Czekając na zwycięstwo

W środę 22 maja rozegraliśmy kolejne spotkanie, naszym rywalem była Warta Sieradz. Dla gości mecz ten do łatwych nie należał, albowiem mimo dzielącej obie ekipy przepaści, postawiliśmy się przegrywając jedynie jedną bramką. Rywalizacje dodatkowo utrudniała pogoda, gdzie raz słońce raziło bramkarza, a później deszcz i oberwanie chmury uniemożliwiał graczom sprawne poruszanie się.

Rywale wyszli na ten mecz z przeświadczeniem, że 3 punkty mają już w kieszeni. W pierwszych minutach rzucili się do ataku, jednakże nie potrafili wykorzystać przewagi. Dobrze w tym meczu prezentowała się nasza defensywa, która skutecznie utrudniała rywalom kreowanie akcji.
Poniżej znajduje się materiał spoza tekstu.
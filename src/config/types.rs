//! Core configuration types and loading.

use serde::Deserialize;
use std::path::Path;
use thiserror::Error;

use super::defaults;

/// Configuration errors.
#[derive(Debug, Error)]
pub enum ConfigError {
    #[error("failed to read config file: {0}")]
    Io(#[from] std::io::Error),
    #[error("failed to parse config: {0}")]
    Parse(#[from] toml::de::Error),
}

/// Daemon configuration.
#[derive(Debug, Clone, Deserialize)]
pub struct Config {
    /// Bot platform credentials and endpoints.
    pub bot: BotConfig,
    /// Database configuration.
    #[serde(default)]
    pub database: DatabaseConfig,
    /// Wave dispatch tuning.
    #[serde(default)]
    pub dispatch: DispatchConfig,
    /// Chat room pool tuning.
    #[serde(default)]
    pub rooms: RoomsConfig,
    /// Daemon-level settings (metrics).
    #[serde(default)]
    pub server: ServerConfig,
}

impl Config {
    /// Load configuration from a TOML file.
    pub fn load<P: AsRef<Path>>(path: P) -> Result<Self, ConfigError> {
        let content = std::fs::read_to_string(path)?;
        let config: Config = toml::from_str(&content)?;
        Ok(config)
    }
}

/// Bot platform connection configuration.
#[derive(Debug, Clone, Deserialize)]
pub struct BotConfig {
    /// Bot API access token.
    pub token: String,
    /// Base URL of the platform Bot API.
    #[serde(default = "defaults::default_api_url")]
    pub api_url: String,
    /// Long-poll timeout in seconds.
    #[serde(default = "defaults::default_poll_timeout")]
    pub poll_timeout_secs: u64,
    /// Per-request HTTP timeout in seconds.
    #[serde(default = "defaults::default_http_timeout")]
    pub http_timeout_secs: u64,
}

/// Database configuration.
#[derive(Debug, Clone, Deserialize)]
pub struct DatabaseConfig {
    /// Path to the SQLite database file (":memory:" for tests).
    #[serde(default = "defaults::default_db_path")]
    pub path: String,
}

impl Default for DatabaseConfig {
    fn default() -> Self {
        Self {
            path: defaults::default_db_path(),
        }
    }
}

/// Wave dispatch tuning.
#[derive(Debug, Clone, Deserialize)]
pub struct DispatchConfig {
    /// Maximum volunteers notified per wave.
    #[serde(default = "defaults::default_wave_size")]
    pub wave_size: usize,
    /// Seconds a wave stays unanswered before the next one goes out.
    #[serde(default = "defaults::default_wave_interval")]
    pub wave_interval_secs: u64,
    /// Background timer tick in seconds.
    #[serde(default = "defaults::default_timer_interval")]
    pub timer_interval_secs: u64,
    /// Waves sent before a request is declared exhausted.
    #[serde(default = "defaults::default_max_waves")]
    pub max_waves: i64,
    /// Debounce window for repeated identical button taps, in seconds.
    #[serde(default = "defaults::default_debounce")]
    pub debounce_secs: u64,
    /// TTL for per-actor conversation state, in seconds.
    #[serde(default = "defaults::default_conversation_ttl")]
    pub conversation_ttl_secs: u64,
}

impl Default for DispatchConfig {
    fn default() -> Self {
        Self {
            wave_size: defaults::default_wave_size(),
            wave_interval_secs: defaults::default_wave_interval(),
            timer_interval_secs: defaults::default_timer_interval(),
            max_waves: defaults::default_max_waves(),
            debounce_secs: defaults::default_debounce(),
            conversation_ttl_secs: defaults::default_conversation_ttl(),
        }
    }
}

/// Chat room pool tuning.
#[derive(Debug, Clone, Deserialize)]
pub struct RoomsConfig {
    /// Seconds between pool reconciliation passes against the platform
    /// channel list. 0 disables the background task.
    #[serde(default = "defaults::default_reconcile_interval")]
    pub reconcile_interval_secs: u64,
}

impl Default for RoomsConfig {
    fn default() -> Self {
        Self {
            reconcile_interval_secs: defaults::default_reconcile_interval(),
        }
    }
}

/// Daemon-level settings.
#[derive(Debug, Clone, Deserialize)]
pub struct ServerConfig {
    /// Prometheus metrics port. 0 disables the HTTP endpoint (used by tests).
    #[serde(default = "defaults::default_metrics_port")]
    pub metrics_port: u16,
}

impl Default for ServerConfig {
    fn default() -> Self {
        Self {
            metrics_port: defaults::default_metrics_port(),
        }
    }
}

#[cfg(test)]
mod tests {
    use super::*;

    #[test]
    fn test_minimal_config() {
        let config: Config = toml::from_str(
            r#"
            [bot]
            token = "secret"
            "#,
        )
        .unwrap();
        assert_eq!(config.dispatch.wave_size, 15);
        assert_eq!(config.dispatch.wave_interval_secs, 15);
        assert_eq!(config.dispatch.max_waves, 5);
        assert_eq!(config.database.path, "wavecall.db");
    }

    #[test]
    fn test_overrides() {
        let config: Config = toml::from_str(
            r#"
            [bot]
            token = "secret"
            api_url = "https://example.test"

            [dispatch]
            wave_size = 3
            wave_interval_secs = 1

            [server]
            metrics_port = 0
            "#,
        )
        .unwrap();
        assert_eq!(config.bot.api_url, "https://example.test");
        assert_eq!(config.dispatch.wave_size, 3);
        assert_eq!(config.server.metrics_port, 0);
    }
}
//! wavecalld - wave-dispatch volunteer matching daemon.
//!
//! Thin assembly: tracing, config, database, platform client, engine, and
//! the background tasks around the long-poll intake loop.

use std::sync::Arc;
use std::time::Duration;
use tracing::{error, info};
use tracing_subscriber::EnvFilter;
use wavecall::platform::{BotApiClient, poll};
use wavecall::{Config, Database, Router, Switchboard, config, dispatch, http, metrics, rooms};

#[tokio::main]
async fn main() -> anyhow::Result<()> {
    // Initialize tracing
    tracing_subscriber::fmt()
        .with_env_filter(
            EnvFilter::try_from_default_env().unwrap_or_else(|_| EnvFilter::new("info")),
        )
        .with_target(true)
        .init();

    // Load configuration
    let config_path = std::env::args()
        .nth(1)
        .unwrap_or_else(|| "config.toml".to_string());

    let cfg = Config::load(&config_path).map_err(|e| {
        error!(path = %config_path, error = %e, "Failed to load config");
        e
    })?;

    if let Err(problems) = config::validate(&cfg) {
        for problem in &problems {
            error!("Config error: {problem}");
        }
        return Err(anyhow::anyhow!(
            "Refusing to start with invalid configuration ({} problem(s))",
            problems.len()
        ));
    }

    info!(api_url = %cfg.bot.api_url, db = %cfg.database.path, "Starting wavecalld");

    // Initialize metrics registry
    metrics::init();

    let db = Database::new(&cfg.database.path).await?;

    let client = BotApiClient::new(
        &cfg.bot.api_url,
        &cfg.bot.token,
        Duration::from_secs(cfg.bot.http_timeout_secs),
    )?;

    let switchboard = Arc::new(Switchboard::new(
        db,
        Arc::new(client.clone()),
        Arc::new(client.clone()),
        None,
        cfg.dispatch.clone(),
    ));

    // Populate the room pool before anything can be accepted
    if let Err(e) = switchboard.reconcile_rooms().await {
        error!(error = %e, "Initial room reconciliation failed");
    }

    // Background tasks
    tokio::spawn(dispatch::run_wave_timer(Arc::clone(&switchboard)));
    tokio::spawn(dispatch::run_state_purge(Arc::clone(&switchboard)));
    if cfg.rooms.reconcile_interval_secs > 0 {
        tokio::spawn(rooms::run_room_reconciler(
            Arc::clone(&switchboard),
            cfg.rooms.reconcile_interval_secs,
        ));
    }
    if cfg.server.metrics_port > 0 {
        tokio::spawn(http::serve_metrics(
            cfg.server.metrics_port,
            metrics::gather_metrics,
        ));
    }

    // Long-poll intake loop: runs until the process is killed
    let router = Arc::new(Router::new(Arc::clone(&switchboard)));
    poll::run(client, router, cfg.bot.poll_timeout_secs).await;

    Ok(())
}
//! Request store: help request lifecycle and wave bookkeeping.
//!
//! Every transition that can race (assignment, completion, exhaustion,
//! reopen) is a single guarded UPDATE whose `rows_affected` decides the
//! winner. SQLite serializes writers, so the guard closes the window where
//! two volunteers both pass a read-then-write check.

use super::DbError;
use sqlx::SqlitePool;
use uuid::Uuid;

/// Terminal wave sentinel: the request ran out of volunteers.
pub const EXHAUSTED_WAVE: i64 = 99;

/// Request lifecycle status.
#[derive(Debug, Clone, Copy, PartialEq, Eq)]
pub enum RequestStatus {
    Pending,
    Active,
    Completed,
    Cancelled,
}

impl RequestStatus {
    pub fn as_str(&self) -> &'static str {
        match self {
            Self::Pending => "pending",
            Self::Active => "active",
            Self::Completed => "completed",
            Self::Cancelled => "cancelled",
        }
    }

    pub fn parse(s: &str) -> Result<Self, DbError> {
        match s {
            "pending" => Ok(Self::Pending),
            "active" => Ok(Self::Active),
            "completed" => Ok(Self::Completed),
            "cancelled" => Ok(Self::Cancelled),
            other => Err(DbError::InvalidValue {
                field: "requests.status",
                value: other.to_string(),
            }),
        }
    }
}

/// Request urgency. Urgent requests are dispatched first within a timer pass.
#[derive(Debug, Clone, Copy, PartialEq, Eq)]
pub enum Urgency {
    Normal,
    Urgent,
}

impl Urgency {
    pub fn as_str(&self) -> &'static str {
        match self {
            Self::Normal => "normal",
            Self::Urgent => "urgent",
        }
    }

    pub fn parse(s: &str) -> Result<Self, DbError> {
        match s {
            "normal" => Ok(Self::Normal),
            "urgent" => Ok(Self::Urgent),
            other => Err(DbError::InvalidValue {
                field: "requests.urgency",
                value: other.to_string(),
            }),
        }
    }
}

/// What kind of help is being requested.
#[derive(Debug, Clone, Copy, PartialEq, Eq)]
pub enum RequestKind {
    /// A call session in a leased chat room.
    Call,
    /// A photo description; no room, relaxed eligibility.
    Photo,
}

impl RequestKind {
    pub fn as_str(&self) -> &'static str {
        match self {
            Self::Call => "call",
            Self::Photo => "photo",
        }
    }

    pub fn parse(s: &str) -> Result<Self, DbError> {
        match s {
            "call" => Ok(Self::Call),
            "photo" => Ok(Self::Photo),
            other => Err(DbError::InvalidValue {
                field: "requests.kind",
                value: other.to_string(),
            }),
        }
    }
}

/// A help request.
#[derive(Debug, Clone)]
pub struct RequestRecord {
    pub id: String,
    pub requester_id: i64,
    pub kind: RequestKind,
    pub urgency: Urgency,
    pub status: RequestStatus,
    pub assigned_volunteer_id: Option<i64>,
    pub current_wave: i64,
    pub last_wave_sent_at: Option<i64>,
    pub chat_room_id: Option<i64>,
    pub photo_url: Option<String>,
    pub created_at: i64,
    pub assigned_at: Option<i64>,
    pub completed_at: Option<i64>,
}

impl RequestRecord {
    /// Whether all wave attempts are spent with no acceptance.
    pub fn is_exhausted(&self) -> bool {
        self.status == RequestStatus::Pending && self.current_wave >= EXHAUSTED_WAVE
    }
}

/// One notification offer made to a volunteer for a request.
#[derive(Debug, Clone)]
pub struct NotificationRecord {
    pub volunteer_id: i64,
    pub wave: i64,
    pub failed: bool,
    pub notified_at: i64,
}

type RequestRow = (
    String,
    i64,
    String,
    String,
    String,
    Option<i64>,
    i64,
    Option<i64>,
    Option<i64>,
    Option<String>,
    i64,
    Option<i64>,
    Option<i64>,
);

const REQUEST_COLUMNS: &str = "id, requester_id, kind, urgency, status, assigned_volunteer_id, \
     current_wave, last_wave_sent_at, chat_room_id, photo_url, created_at, assigned_at, \
     completed_at";

/// Repository for request operations.
pub struct RequestRepository<'a> {
    pool: &'a SqlitePool,
}

impl<'a> RequestRepository<'a> {
    pub fn new(pool: &'a SqlitePool) -> Self {
        Self { pool }
    }

    /// Create a new pending request. The id is a UUIDv7, so request ids sort
    /// by creation time.
    pub async fn create(
        &self,
        requester_id: i64,
        kind: RequestKind,
        urgency: Urgency,
        photo_url: Option<&str>,
    ) -> Result<RequestRecord, DbError> {
        let id = Uuid::now_v7().to_string();
        let now = chrono::Utc::now().timestamp();

        sqlx::query(
            r#"
            INSERT INTO requests (id, requester_id, kind, urgency, status, photo_url, created_at)
            VALUES (?, ?, ?, ?, 'pending', ?, ?)
            "#,
        )
        .bind(&id)
        .bind(requester_id)
        .bind(kind.as_str())
        .bind(urgency.as_str())
        .bind(photo_url)
        .bind(now)
        .execute(self.pool)
        .await?;

        Ok(RequestRecord {
            id,
            requester_id,
            kind,
            urgency,
            status: RequestStatus::Pending,
            assigned_volunteer_id: None,
            current_wave: 0,
            last_wave_sent_at: None,
            chat_room_id: None,
            photo_url: photo_url.map(String::from),
            created_at: now,
            assigned_at: None,
            completed_at: None,
        })
    }

    /// Find a request by id.
    pub async fn find(&self, id: &str) -> Result<Option<RequestRecord>, DbError> {
        let sql = format!("SELECT {REQUEST_COLUMNS} FROM requests WHERE id = ?");
        let row = sqlx::query_as::<_, RequestRow>(&sql)
            .bind(id)
            .fetch_optional(self.pool)
            .await?;

        row.map(Self::map_row).transpose()
    }

    /// Atomically assign a volunteer: succeeds only while the request is
    /// still pending, not exhausted, the volunteer holds no other active
    /// request, and the volunteer was not marked failed for this request.
    /// Returns false when the check-and-set loses.
    pub async fn try_assign(&self, id: &str, volunteer_id: i64) -> Result<bool, DbError> {
        let now = chrono::Utc::now().timestamp();
        let result = sqlx::query(
            r#"
            UPDATE requests
            SET status = 'active', assigned_volunteer_id = ?1, assigned_at = ?2
            WHERE id = ?3
              AND status = 'pending'
              AND current_wave < ?4
              AND NOT EXISTS (
                  SELECT 1 FROM requests r2
                  WHERE r2.assigned_volunteer_id = ?1 AND r2.status = 'active'
              )
              AND NOT EXISTS (
                  SELECT 1 FROM request_notifications n
                  WHERE n.request_id = ?3 AND n.volunteer_id = ?1 AND n.failed = 1
              )
            "#,
        )
        .bind(volunteer_id)
        .bind(now)
        .bind(id)
        .bind(EXHAUSTED_WAVE)
        .execute(self.pool)
        .await?;

        Ok(result.rows_affected() == 1)
    }

    /// Roll an acceptance back (room binding failed). Only undoes the given
    /// volunteer's own assignment.
    pub async fn unassign(&self, id: &str, volunteer_id: i64) -> Result<bool, DbError> {
        let result = sqlx::query(
            r#"
            UPDATE requests
            SET status = 'pending', assigned_volunteer_id = NULL, assigned_at = NULL,
                chat_room_id = NULL
            WHERE id = ? AND status = 'active' AND assigned_volunteer_id = ?
            "#,
        )
        .bind(id)
        .bind(volunteer_id)
        .execute(self.pool)
        .await?;

        Ok(result.rows_affected() == 1)
    }

    /// Complete an active request.
    pub async fn complete(&self, id: &str) -> Result<bool, DbError> {
        let now = chrono::Utc::now().timestamp();
        let result = sqlx::query(
            "UPDATE requests SET status = 'completed', completed_at = ? WHERE id = ? AND status = 'active'",
        )
        .bind(now)
        .bind(id)
        .execute(self.pool)
        .await?;

        Ok(result.rows_affected() == 1)
    }

    /// Cancel a pending request. Only the original requester may cancel, and
    /// only before acceptance.
    pub async fn cancel(&self, id: &str, requester_id: i64) -> Result<bool, DbError> {
        let result = sqlx::query(
            "UPDATE requests SET status = 'cancelled' WHERE id = ? AND status = 'pending' AND requester_id = ?",
        )
        .bind(id)
        .bind(requester_id)
        .execute(self.pool)
        .await?;

        Ok(result.rows_affected() == 1)
    }

    /// Link a leased chat room to the request.
    pub async fn set_chat_room(&self, id: &str, room_id: Option<i64>) -> Result<(), DbError> {
        sqlx::query("UPDATE requests SET chat_room_id = ? WHERE id = ?")
            .bind(room_id)
            .bind(id)
            .execute(self.pool)
            .await?;
        Ok(())
    }

    /// Record a sent wave: the expanded exclusion set plus the advanced wave
    /// counter, in one transaction. Skips quietly if the request stopped
    /// being pending while notifications were in flight.
    pub async fn record_wave(&self, id: &str, volunteer_ids: &[i64]) -> Result<(), DbError> {
        let now = chrono::Utc::now().timestamp();
        let mut tx = self.pool.begin().await?;

        let result = sqlx::query(
            r#"
            UPDATE requests
            SET current_wave = current_wave + 1, last_wave_sent_at = ?
            WHERE id = ? AND status = 'pending'
            RETURNING current_wave
            "#,
        )
        .bind(now)
        .bind(id)
        .fetch_optional(&mut *tx)
        .await?;

        let Some(row) = result else {
            tx.rollback().await?;
            return Ok(());
        };
        let wave: i64 = sqlx::Row::get(&row, 0);

        for volunteer_id in volunteer_ids {
            sqlx::query(
                r#"
                INSERT INTO request_notifications (request_id, volunteer_id, wave, notified_at)
                VALUES (?, ?, ?, ?)
                ON CONFLICT (request_id, volunteer_id) DO NOTHING
                "#,
            )
            .bind(id)
            .bind(volunteer_id)
            .bind(wave)
            .bind(now)
            .execute(&mut *tx)
            .await?;
        }

        tx.commit().await?;
        Ok(())
    }

    /// Declare a pending request out of volunteers. Returns true exactly once
    /// per request, which gates the single "no volunteers" notice.
    pub async fn mark_exhausted(&self, id: &str) -> Result<bool, DbError> {
        let result = sqlx::query(
            "UPDATE requests SET current_wave = ? WHERE id = ? AND status = 'pending' AND current_wave < ?",
        )
        .bind(EXHAUSTED_WAVE)
        .bind(id)
        .bind(EXHAUSTED_WAVE)
        .execute(self.pool)
        .await?;

        Ok(result.rows_affected() == 1)
    }

    /// Pending requests overdue for dispatcher attention: the last wave (or
    /// creation, when no wave ever went out) is older than the interval and
    /// the request is not yet exhausted. Requests past their wave budget are
    /// included so the dispatcher can declare them exhausted. Urgent requests
    /// come first.
    pub async fn stale_pending(&self, older_than: i64) -> Result<Vec<RequestRecord>, DbError> {
        let sql = format!(
            r#"
            SELECT {REQUEST_COLUMNS}
            FROM requests
            WHERE status = 'pending'
              AND COALESCE(last_wave_sent_at, created_at) < ?
              AND current_wave < ?
            ORDER BY CASE urgency WHEN 'urgent' THEN 0 ELSE 1 END, created_at
            "#
        );

        let rows = sqlx::query_as::<_, RequestRow>(&sql)
            .bind(older_than)
            .bind(EXHAUSTED_WAVE)
            .fetch_all(self.pool)
            .await?;

        rows.into_iter().map(Self::map_row).collect()
    }

    /// All notification offers recorded for a request, in offer order.
    pub async fn notifications(&self, id: &str) -> Result<Vec<NotificationRecord>, DbError> {
        let rows: Vec<(i64, i64, bool, i64)> = sqlx::query_as(
            r#"
            SELECT volunteer_id, wave, failed, notified_at
            FROM request_notifications
            WHERE request_id = ?
            ORDER BY wave, notified_at, volunteer_id
            "#,
        )
        .bind(id)
        .fetch_all(self.pool)
        .await?;

        Ok(rows
            .into_iter()
            .map(|(volunteer_id, wave, failed, notified_at)| NotificationRecord {
                volunteer_id,
                wave,
                failed,
                notified_at,
            })
            .collect())
    }

    /// Reopen a request after "not helpful" feedback: the named volunteer is
    /// marked failed (permanently excluded for this request), everyone who
    /// was merely notified becomes eligible again, and the wave budget
    /// restarts from zero.
    pub async fn reopen_with_failed_volunteer(
        &self,
        id: &str,
        failed_volunteer_id: i64,
    ) -> Result<bool, DbError> {
        let mut tx = self.pool.begin().await?;

        let result = sqlx::query(
            r#"
            UPDATE requests
            SET status = 'pending', assigned_volunteer_id = NULL, assigned_at = NULL,
                current_wave = 0, last_wave_sent_at = NULL
            WHERE id = ? AND status = 'active' AND assigned_volunteer_id = ?
            "#,
        )
        .bind(id)
        .bind(failed_volunteer_id)
        .execute(&mut *tx)
        .await?;

        if result.rows_affected() != 1 {
            tx.rollback().await?;
            return Ok(false);
        }

        sqlx::query(
            "UPDATE request_notifications SET failed = 1 WHERE request_id = ? AND volunteer_id = ?",
        )
        .bind(id)
        .bind(failed_volunteer_id)
        .execute(&mut *tx)
        .await?;

        sqlx::query("DELETE FROM request_notifications WHERE request_id = ? AND failed = 0")
            .bind(id)
            .execute(&mut *tx)
            .await?;

        tx.commit().await?;
        Ok(true)
    }

    fn map_row(row: RequestRow) -> Result<RequestRecord, DbError> {
        let (
            id,
            requester_id,
            kind,
            urgency,
            status,
            assigned_volunteer_id,
            current_wave,
            last_wave_sent_at,
            chat_room_id,
            photo_url,
            created_at,
            assigned_at,
            completed_at,
        ) = row;

        Ok(RequestRecord {
            id,
            requester_id,
            kind: RequestKind::parse(&kind)?,
            urgency: Urgency::parse(&urgency)?,
            status: RequestStatus::parse(&status)?,
            assigned_volunteer_id,
            current_wave,
            last_wave_sent_at,
            chat_room_id,
            photo_url,
            created_at,
            assigned_at,
            completed_at,
        })
    }
}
W tej ofensywnej grze piłkarze Warty tak się zapędzili, że w 16 minucie spotkania po prostopadłym podaniu ich bramkarz zmuszony był do interwencji na linii pola karnego. Futbolówka spadła pod nogi naszego zawodnika, który próbował zdobyć bramkę lekkim lobem. Niestety w ostatniej chwili strzał ten przeciął obrońca. Kolejne minuty przyniosły wiele akcji Sieradzan ale nie znaleźli sposobu na pokonanie Szymona Milczarka. Co więcej nasz bramkarz pochwalić się może także obronionym rzutem karnym, który to sędzia Adam Dolny podyktował po faulu naszego obrońcy. W doliczonym czasie gry pierwszej połowy Warta ponownie ustawiła piłkę na 11 metrze ale tym razem ich zawodnik przestrzelił.

PRZEJDŹ DO GALERII

Dopiero w drugiej połowie rozstrzygnął się wynik tego spotkania. Obraz gry nie uległ zmianie, to goście przeważali i kreowali więcej sytuacji. Swoich szans na zdobycie upragnionego gola szukaliśmy w kontrach bądź w stałych fragmentach gry. Najbliżej otwarcia wyniku był Krystian Bożyk, który w 60 minucie podszedł do rzutu wolnego z 25 metrów i uderzył pod poprzeczkę. Niestety dziesięć minut później rywale przeprowadzili akcję, po której piłka znalazła się za plecami naszego bramkarza. Strzałem w okienko zza pola karnego zawodnik Warty Sieradz wyprowadził swoją drużynę na prowadzenie. Pomimo zmian, dzięki którym na boisku znaleźli się Łukasz Mucha i Daniel Woźniak, nie zdołaliśmy odrobić straty. Mecz zakończył się wynikiem 0-1.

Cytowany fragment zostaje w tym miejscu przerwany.